–Bernhard Meier explains why he seals plaques and thinks PFO closure is ‘the best procedure in interventional cardiology’
(Updated)
Recently I wrote about an article by Bernhard Meier, a top interventional cardiologist, in which he rejected the idea that evidence based on randomized controlled trials should be the basis for the practice of interventional cardiology. In response to that article I received a message from another prominent cardiologist. He told me that at a public meeting some time ago Meier had made two provocative statements:
- After PFO closure Meier never uses intracardiac echo and doesn’t believe it is necessary.
2.After stenting severe lesions in the left coronary circulation Meier, if he saw a mild (<50% lesion) in the proximal LAD, would inflate the balloon and pull it across the mild lesion to denude the lesion and stimulate atherosclerosis at the site in the hope of converting the potentially soft mild plaque that might be at risk of rupturing and occluding the artery into a mildly atherosclerotic plaque, which would be less dangerous for the patient.
I invited Meier to respond to my piece and to explain these unorthodox practices. Here is his response:
“I have been involved with PCI since the world’s first case in 1977 when I was Andreas Grüntzig’s assistant after having found the first patient for him. I still take care of this patient who is in good shape and looking forward to celebrating the 40th anniversary of his intervention next year.

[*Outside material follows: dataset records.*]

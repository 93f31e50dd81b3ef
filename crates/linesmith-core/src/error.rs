//! Error types for Linesmith Core

use thiserror::Error;

/// Result type alias using Linesmith Error
pub type Result<T> = std::result::Result<T, Error>;

/// Engine-level errors
///
/// Tool failures never show up here; they are reported to the model as
/// tool results. Anything in this enum ends the current job.
#[derive(Error, Debug)]
pub enum Error {
    #[error("Agent error: {0}")]
    Agent(String),

    #[error("Provider error: {0}")]
    Provider(String),

    #[error("Configuration error: {0}")]
    Config(String),

    #[error("Conversation exceeded {0} model rounds without a final answer")]
    RoundLimit(usize),

    #[error("Job {0} is still running")]
    JobInFlight(String),

    #[error("Job not found: {0}")]
    JobNotFound(String),

    #[error("IO error: {0}")]
    Io(#[from] std::io::Error),

    #[error("Serialization error: {0}")]
    Serialization(#[from] serde_json::Error),
}
//! Code execution backends

use async_trait::async_trait;

use crate::charts::ChartArtifact;
use crate::error::Result;

/// Result of running one code snippet
#[derive(Debug, Clone, Default, PartialEq)]
pub struct CodeRun {
    pub success: bool,
    pub stdout: String,
    pub stderr: String,
    pub text: Option<String>,
    pub error: Option<String>,
    pub traceback: Option<String>,
    pub charts: Vec<ChartArtifact>,
}

/// Runs model-written code. An `Err` means the backend could not run the
/// code at all; failures of the code itself come back as a `CodeRun` with
/// `success == false`.
#[async_trait]
pub trait CodeExecutor: Send + Sync {
    async fn execute(&self, code: &str) -> Result<CodeRun>;

    async fn close(&self) -> Result<()> {
        Ok(())
    }
}

#[cfg(feature = "sandbox")]
pub use sandbox::SandboxExecutor;

#[cfg(feature = "sandbox")]
mod sandbox {
    use async_trait::async_trait;
    use linesmith_sandbox::{Execution, Sandbox, SandboxConfig};
    use tokio::sync::Mutex;
    use tracing::{info, warn};

    use super::{CodeExecutor, CodeRun};
    use crate::charts::ChartArtifact;
    use crate::error::{Error, Result};

    /// Executor over a local sandbox session, recreated once on failure
    pub struct SandboxExecutor {
        config: SandboxConfig,
        session: Mutex<Option<Sandbox>>,
    }

    impl SandboxExecutor {
        pub async fn create(config: SandboxConfig) -> Result<Self> {
            let sandbox = Sandbox::create(config.clone())
                .await
                .map_err(|e| Error::Agent(e.to_string()))?;
            Ok(Self {
                config,
                session: Mutex::new(Some(sandbox)),
            })
        }
    }

    #[async_trait]
    impl CodeExecutor for SandboxExecutor {
        async fn execute(&self, code: &str) -> Result<CodeRun> {
            let mut session = self.session.lock().await;

            if let Some(sandbox) = session.as_ref() {
                match sandbox.execute_code(code).await {
                    Ok(execution) => return Ok(to_code_run(execution)),
                    Err(e) => {
                        warn!("Sandbox execution failed, recreating session: {}", e);
                        if let Err(close_err) = sandbox.close().await {
                            warn!("Failed to close broken sandbox: {}", close_err);
                        }
                    }
                }
            }

            let sandbox = Sandbox::create(self.config.clone())
                .await
                .map_err(|e| Error::Agent(e.to_string()))?;
            info!(session = %sandbox.session_dir().display(), "Sandbox recreated");

            let execution = sandbox.execute_code(code).await;
            *session = Some(sandbox);
            execution
                .map(to_code_run)
                .map_err(|e| Error::Agent(format!("Sandbox execution failed: {}", e)))
        }

        async fn close(&self) -> Result<()> {
            if let Some(sandbox) = self.session.lock().await.take() {
                sandbox.close().await.map_err(|e| Error::Agent(e.to_string()))?;
            }
            Ok(())
        }
    }

    fn to_code_run(execution: Execution) -> CodeRun {
        let success = execution.is_success();
        let (error, traceback) = match execution.error {
            Some(err) => (Some(format!("{}: {}", err.name, err.value)), Some(err.traceback)),
            None => (None, None),
        };

        CodeRun {
            success,
            stdout: execution.stdout,
            stderr: execution.stderr,
            text: execution.text,
            error,
            traceback,
            charts: execution
                .charts
                .into_iter()
                .map(|chart| ChartArtifact {
                    index: chart.index,
                    png: chart.png,
                })
                .collect(),
        }
    }

    #[cfg(all(test, unix))]
    mod tests {
        use super::*;

        fn shell_config(root: &std::path::Path) -> SandboxConfig {
            let mut config = SandboxConfig::default()
                .with_root(root)
                .with_interpreter("sh")
                .with_timeout_secs(10);
            config.script_name = "main.sh".to_string();
            config.prelude = None;
            config
        }

        #[tokio::test]
        async fn test_executor_maps_charts_and_errors() {
            let root = tempfile::tempdir().unwrap();
            let executor = SandboxExecutor::create(shell_config(root.path())).await.unwrap();

            let ok = executor.execute("printf 'p' > chart.png").await.unwrap();
            assert!(ok.success);
            assert_eq!(ok.charts, vec![ChartArtifact { index: 0, png: b"p".to_vec() }]);

            let failed = executor.execute("echo 'KeyError: spread' >&2; exit 1").await.unwrap();
            assert!(!failed.success);
            assert_eq!(failed.error.as_deref(), Some("KeyError: spread"));
            assert!(failed.traceback.unwrap().contains("KeyError"));

            executor.close().await.unwrap();
        }

        #[tokio::test]
        async fn test_executor_recreates_after_close() {
            let root = tempfile::tempdir().unwrap();
            let executor = SandboxExecutor::create(shell_config(root.path())).await.unwrap();
            executor.close().await.unwrap();

            let run = executor.execute("echo again").await.unwrap();
            assert_eq!(run.text.as_deref(), Some("again"));
        }
    }
}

“Watching the outcome of coronary (plain old) balloon angioplasty (POBA) patients over the first decade, before stents became a commodity, I was impressed by the fact that there were virtually no occlusions of sites treated by POBA except for the ones occurring early, i.e., during the procedure or before hospital discharge (after discontinuing heparin which was often continued overnight at the time). This led to the theory that treating a mild lesion with POBA kind of sealed the plaque (my term ‘plaque sealing by coronary angioplasty’ has since been discussed in the literature by a few others). Rupturing the plaque with the balloon led to a new endothelial coat during the healing process that, at worst, caused a restenosis but was free of the risk of spontaneous plaque rupture and thrombotic coronary artery occlusion germane to non-treated plaques. People warned about turning the initially nonsignificant lesion into a significant restenosis but I had observed that moderate lesions subjected to POBA had a restenosis risk that was only single digit (about 5%) and therefore not a real reason not to perform ‘plaque sealing’. Likewise, abrupt closure virtually never happened when dilating (with POBA) mild short lesions in large proximal vessels. This was important because there were no stents to prevent or fix that at the time.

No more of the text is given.